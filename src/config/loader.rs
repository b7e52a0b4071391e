// Copyright 2025 Lablup Inc. and Jeongkyu Shin
//
// Licensed under the Apache License, Version 2.0 (the "License");
// you may not use this file except in compliance with the License.
// You may obtain a copy of the License at
//
//     http://www.apache.org/licenses/LICENSE-2.0
//
// Unless required by applicable law or agreed to in writing, software
// distributed under the License is distributed on an "AS IS" BASIS,
// WITHOUT WARRANTIES OR CONDITIONS OF ANY KIND, either express or implied.
// See the License for the specific language governing permissions and
// limitations under the License.

//! Loading of the domains and commands YAML files.

use serde::de::DeserializeOwned;
use std::path::Path;
use tokio::fs;

use super::error::ConfigError;
use super::types::{CommandsFile, DomainsFile};
use super::utils::{ensure_file_exists, expand_tilde};

/// Read and deserialize a YAML file.
pub async fn read_yaml<T: DeserializeOwned>(path: &Path) -> Result<T, ConfigError> {
    let expanded_path = expand_tilde(path);
    ensure_file_exists(&expanded_path)?;

    let content = fs::read_to_string(&expanded_path)
        .await
        .map_err(|source| ConfigError::Read {
            path: expanded_path.clone(),
            source,
        })?;

    serde_yaml::from_str(&content).map_err(|source| ConfigError::Parse {
        path: expanded_path,
        source,
    })
}

/// Read a YAML file as an untyped value, for structural verification.
pub async fn read_yaml_value(path: &Path) -> Result<serde_yaml::Value, ConfigError> {
    read_yaml::<serde_yaml::Value>(path).await
}

impl DomainsFile {
    pub async fn load(path: &Path) -> Result<Self, ConfigError> {
        let file: DomainsFile = read_yaml(path).await?;
        tracing::debug!(
            "Loaded {} domain entries from {}",
            file.domains.len(),
            path.display()
        );
        Ok(file)
    }
}

impl CommandsFile {
    pub async fn load(path: &Path) -> Result<Self, ConfigError> {
        let file: CommandsFile = read_yaml(path).await?;
        tracing::debug!(
            "Loaded {} commands from {}",
            file.commands.len(),
            path.display()
        );
        Ok(file)
    }
}
// Copyright 2025 Lablup Inc. and Jeongkyu Shin
//
// Licensed under the Apache License, Version 2.0 (the "License");
// you may not use this file except in compliance with the License.
// You may obtain a copy of the License at
//
//     http://www.apache.org/licenses/LICENSE-2.0
//
// Unless required by applicable law or agreed to in writing, software
// distributed under the License is distributed on an "AS IS" BASIS,
// WITHOUT WARRANTIES OR CONDITIONS OF ANY KIND, either express or implied.
// See the License for the specific language governing permissions and
// limitations under the License.

//! Transport and channel abstractions over an authenticated SSH connection.
//!
//! The russh-backed implementations live here too. Tests substitute their
//! own implementations to exercise the session lifecycle without a server.

use async_trait::async_trait;
use russh::client::{Handle, Msg};
use russh::{Channel, ChannelMsg};

use super::error::SessionError;
use super::handler::AcceptAllHandler;

/// One event read from an exec channel.
#[derive(Debug, Clone, PartialEq, Eq)]
pub enum ChannelEvent {
    /// Output bytes. Stderr is merged into this stream.
    Data(Vec<u8>),
    ExitStatus(u32),
    Eof,
    Close,
}

/// A connection to one host over which command channels are opened.
#[async_trait]
pub trait Transport: Send + Sync {
    fn is_active(&self) -> bool;

    /// Lightweight liveness probe sent before each command.
    async fn send_ignore(&self) -> Result<(), SessionError>;

    async fn open_channel(&self) -> Result<Box<dyn ExecChannel>, SessionError>;

    async fn disconnect(&self) -> Result<(), SessionError>;
}

/// A single command-execution channel.
#[async_trait]
pub trait ExecChannel: Send {
    async fn exec(&mut self, command: &str) -> Result<(), SessionError>;

    /// Half-close our side: the command will see end of stdin.
    async fn eof(&mut self) -> Result<(), SessionError>;

    /// Next event, or `None` once the channel is gone.
    async fn next_event(&mut self) -> Option<ChannelEvent>;

    async fn close(&mut self) -> Result<(), SessionError>;
}

/// russh connection handle.
pub struct RusshTransport {
    domain: String,
    handle: Handle<AcceptAllHandler>,
}

impl RusshTransport {
    pub fn new(domain: impl Into<String>, handle: Handle<AcceptAllHandler>) -> Self {
        Self {
            domain: domain.into(),
            handle,
        }
    }
}

#[async_trait]
impl Transport for RusshTransport {
    fn is_active(&self) -> bool {
        !self.handle.is_closed()
    }

    async fn send_ignore(&self) -> Result<(), SessionError> {
        self.handle
            .send_keepalive(false)
            .await
            .map_err(|e| SessionError::transport(&self.domain, e))
    }

    async fn open_channel(&self) -> Result<Box<dyn ExecChannel>, SessionError> {
        let channel = self
            .handle
            .channel_open_session()
            .await
            .map_err(|e| SessionError::transport(&self.domain, e))?;
        Ok(Box::new(RusshChannel {
            domain: self.domain.clone(),
            channel,
        }))
    }

    async fn disconnect(&self) -> Result<(), SessionError> {
        self.handle
            .disconnect(russh::Disconnect::ByApplication, "", "English")
            .await
            .map_err(|e| SessionError::transport(&self.domain, e))
    }
}

struct RusshChannel {
    domain: String,
    channel: Channel<Msg>,
}

#[async_trait]
impl ExecChannel for RusshChannel {
    async fn exec(&mut self, command: &str) -> Result<(), SessionError> {
        self.channel
            .exec(true, command)
            .await
            .map_err(|e| SessionError::transport(&self.domain, e))
    }

    async fn eof(&mut self) -> Result<(), SessionError> {
        self.channel
            .eof()
            .await
            .map_err(|e| SessionError::transport(&self.domain, e))
    }

    async fn next_event(&mut self) -> Option<ChannelEvent> {
        loop {
            let msg = self.channel.wait().await?;
            let event = match msg {
                ChannelMsg::Data { data } => ChannelEvent::Data(data.to_vec()),
                // stderr is combined with stdout
                ChannelMsg::ExtendedData { data, .. } => ChannelEvent::Data(data.to_vec()),
                ChannelMsg::ExitStatus { exit_status } => ChannelEvent::ExitStatus(exit_status),
                ChannelMsg::Eof => ChannelEvent::Eof,
                ChannelMsg::Close => ChannelEvent::Close,
                other => {
                    tracing::trace!("Ignoring channel message on {}: {:?}", self.domain, other);
                    continue;
                }
            };
            return Some(event);
        }
    }

    async fn close(&mut self) -> Result<(), SessionError> {
        self.channel
            .close()
            .await
            .map_err(|e| SessionError::transport(&self.domain, e))
    }
}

» INSTRUCTIONS FOR THE TASK
Render every record verbatim. Nothing should be left out.

» ANSWER SECTION
filename src/config/loader.rs
repository b7e52a0b4071391e
// Copyright 2025 Lablup Inc. and Jeongkyu Shin
//
// Licensed under the Apache License, Version 2.0 (the "License");
// you may not use this file except in compliance with the License.
// You may obtain a copy of the License at
//
//     http://www.apache.org/licenses/LICENSE-2.0
//
// Unless required by applicable law or agreed to in writing, software
// distributed under the License is distributed on an "AS IS" BASIS,
// WITHOUT WARRANTIES OR CONDITIONS OF ANY KIND, either express or implied.
// See the License for the specific language governing permissions and
// limitations under the License.

//! Loading of the domains and commands YAML files.

use serde::de::DeserializeOwned;
use std::path::Path;
use tokio::fs;

use super::error::ConfigError;
use super::types::{CommandsFile, DomainsFile};
use super::utils::{ensure_file_exists, expand_tilde};

/// Read and deserialize a YAML file.
pub async fn read_yaml<T: DeserializeOwned>(path: &Path) -> Result<T, ConfigError> {
    let expanded_path = expand_tilde(path);
    ensure_file_exists(&expanded_path)?;

    let content = fs::read_to_string(&expanded_path)
        .await
        .map_err(|source| ConfigError::Read {
            path: expanded_path.clone(),
            source,
        })?;

    serde_yaml::from_str(&content).map_err(|source| ConfigError::Parse {
        path: expanded_path,
        source,
    })
}

/// Read a YAML file as an untyped value, for structural verification.
pub async fn read_yaml_value(path: &Path) -> Result<serde_yaml::Value, ConfigError> {
    read_yaml::<serde_yaml::Value>(path).await
}

impl DomainsFile {
    pub async fn load(path: &Path) -> Result<Self, ConfigError> {
        let file: DomainsFile = read_yaml(path).await?;
        tracing::debug!(
            "Loaded {} domain entries from {}",
            file.domains.len(),
            path.display()
        );
        Ok(file)
    }
}

impl CommandsFile {
    pub async fn load(path: &Path) -> Result<Self, ConfigError> {
        let file: CommandsFile = read_yaml(path).await?;
        tracing::debug!(
            "Loaded {} commands from {}",
            file.commands.len(),
            path.display()
        );
        Ok(file)
    }
}
// Copyright 2025 Lablup Inc. and Jeongkyu Shin
//
// Licensed under the Apache License, Version 2.0 (the "License");
// you may not use this file except in compliance with the License.
// You may obtain a copy of the License at
//
//     http://www.apache.org/licenses/LICENSE-2.0
//
// Unless required by applicable law or agreed to in writing, software
// distributed under the License is distributed on an "AS IS" BASIS,
// WITHOUT WARRANTIES OR CONDITIONS OF ANY KIND, either express or implied.
// See the License for the specific language governing permissions and
// limitations under the License.

//! Transport and channel abstractions over an authenticated SSH connection.
//!
//! The russh-backed implementations live here too. Tests substitute their
//! own implementations to exercise the session lifecycle without a server.

use async_trait::async_trait;
use russh::client::{Handle, Msg};
use russh::{Channel, ChannelMsg};

use super::error::SessionError;
use super::handler::AcceptAllHandler;

/// One event read from an exec channel.
#[derive(Debug, Clone, PartialEq, Eq)]
pub enum ChannelEvent {
    /// Output bytes. Stderr is merged into this stream.
    Data(Vec<u8>),
    ExitStatus(u32),
    Eof,
    Close,
}

/// A connection to one host over which command channels are opened.
#[async_trait]
pub trait Transport: Send + Sync {
    fn is_active(&self) -> bool;

    /// Lightweight liveness probe sent before each command.
    async fn send_ignore(&self) -> Result<(), SessionError>;

    async fn open_channel(&self) -> Result<Box<dyn ExecChannel>, SessionError>;

    async fn disconnect(&self) -> Result<(), SessionError>;
}

/// A single command-execution channel.
#[async_trait]
pub trait ExecChannel: Send {
    async fn exec(&mut self, command: &str) -> Result<(), SessionError>;

    /// Half-close our side: the command will see end of stdin.
    async fn eof(&mut self) -> Result<(), SessionError>;

    /// Next event, or `None` once the channel is gone.
    async fn next_event(&mut self) -> Option<ChannelEvent>;

    async fn close(&mut self) -> Result<(), SessionError>;
}

/// russh connection handle.
pub struct RusshTransport {
    domain: String,
    handle: Handle<AcceptAllHandler>,
}

impl RusshTransport {
    pub fn new(domain: impl Into<String>, handle: Handle<AcceptAllHandler>) -> Self {
        Self {
            domain: domain.into(),
            handle,
        }
    }
}

#[async_trait]
impl Transport for RusshTransport {
    fn is_active(&self) -> bool {
        !self.handle.is_closed()
    }

    async fn send_ignore(&self) -> Result<(), SessionError> {
        self.handle
            .send_keepalive(false)
            .await
            .map_err(|e| SessionError::transport(&self.domain, e))
    }

    async fn open_channel(&self) -> Result<Box<dyn ExecChannel>, SessionError> {
        let channel = self
            .handle
            .channel_open_session()
            .await
            .map_err(|e| SessionError::transport(&self.domain, e))?;
        Ok(Box::new(RusshChannel {
            domain: self.domain.clone(),
            channel,
        }))
    }

    async fn disconnect(&self) -> Result<(), SessionError> {
        self.handle
            .disconnect(russh::Disconnect::ByApplication, "", "English")
            .await
            .map_err(|e| SessionError::transport(&self.domain, e))
    }
}

struct RusshChannel {
    domain: String,
    channel: Channel<Msg>,
}

#[async_trait]
impl ExecChannel for RusshChannel {
    async fn exec(&mut self, command: &str) -> Result<(), SessionError> {
        self.channel
            .exec(true, command)
            .await
            .map_err(|e| SessionError::transport(&self.domain, e))
    }

    async fn eof(&mut self) -> Result<(), SessionError> {
        self.channel
            .eof()
            .await
            .map_err(|e| SessionError::transport(&self.domain, e))
    }

    async fn next_event(&mut self) -> Option<ChannelEvent> {
        loop {
            let msg = self.channel.wait().await?;
            let event = match msg {
                ChannelMsg::Data { data } => ChannelEvent::Data(data.to_vec()),
                // stderr is combined with stdout
                ChannelMsg::ExtendedData { data, .. } => ChannelEvent::Data(data.to_vec()),
                ChannelMsg::ExitStatus { exit_status } => ChannelEvent::ExitStatus(exit_status),
                ChannelMsg::Eof => ChannelEvent::Eof,
                ChannelMsg::Close => ChannelEvent::Close,
                other => {
                    tracing::trace!("Ignoring channel message on {}: {:?}", self.domain, other);
                    continue;
                }
            };
            return Some(event);
        }
    }

    async fn close(&mut self) -> Result<(), SessionError> {
        self.channel
            .close()
            .await
            .map_err(|e| SessionError::transport(&self.domain, e))
    }
}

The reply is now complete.